Not my favorite Kingsolver novel (that would be The Poisonwood Bible), but a good read I got as a birthday present from roommates. Kingsolver can be a little heavy-handed with her moral lessons; in this novel, it's that we need to do something about climate change RIGHT NOW (which begs the question–who reading Kingsolver novels doesn't already believe that?). Nonetheless, she reliably provides spunky and wise female characters who are also not annoyingly perfect, and the emotional heft of this particular novel (regarding marriage, class, and identity) feels genuine.

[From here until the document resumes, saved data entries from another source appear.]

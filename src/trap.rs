//! First-error trap for leaf adapters.

use tokio_util::sync::CancellationToken;

use crate::error::{ErrCell, Error};

/// An error accumulator coupled to a cancellation handle: any trapped error
/// cancels the token.
///
/// Composites keep per-axis cells instead; the trap serves leaf adapters
/// that have a single terminal error.
pub(crate) struct Trap {
    cell: ErrCell,
    token: CancellationToken,
}

impl Trap {
    pub(crate) fn new(token: CancellationToken) -> Self {
        Self {
            cell: ErrCell::default(),
            token,
        }
    }

    /// Record `err` and cancel.
    pub(crate) fn trap(&self, err: Error) {
        self.cell.set(err);
        self.token.cancel();
    }

    /// Cancel without recording an error.
    pub(crate) fn cancel(&self) {
        self.token.cancel();
    }

    pub(crate) fn err(&self) -> Option<Error> {
        self.cell.get()
    }
}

Like most great fiction, this novel is about a lot of things. On the surface it's about the environment and the damage that climate change is doing to it. But it's also about the importance of educating ourselves–about the environment, science in general, and just about everything. Plus, it's about communities and their interaction, such as the outsiders coming to Appalachia with certain preconceived notions, as well as the notions of the local people about those outsiders. Again, education is in order on both sides of that divide.
At one point, Ovid Byron, the scientist who is studying the monarch butterflies who have suddenly settled onto a mountain in East Tennessee, says: “Ecology, [my field,] is the study of biological communities. How populations interact.” He's talking about butterflies. Kingsolver is talking about more than that.
Marvellous social observation with butterflies. Best novel I've read for a wee whilie.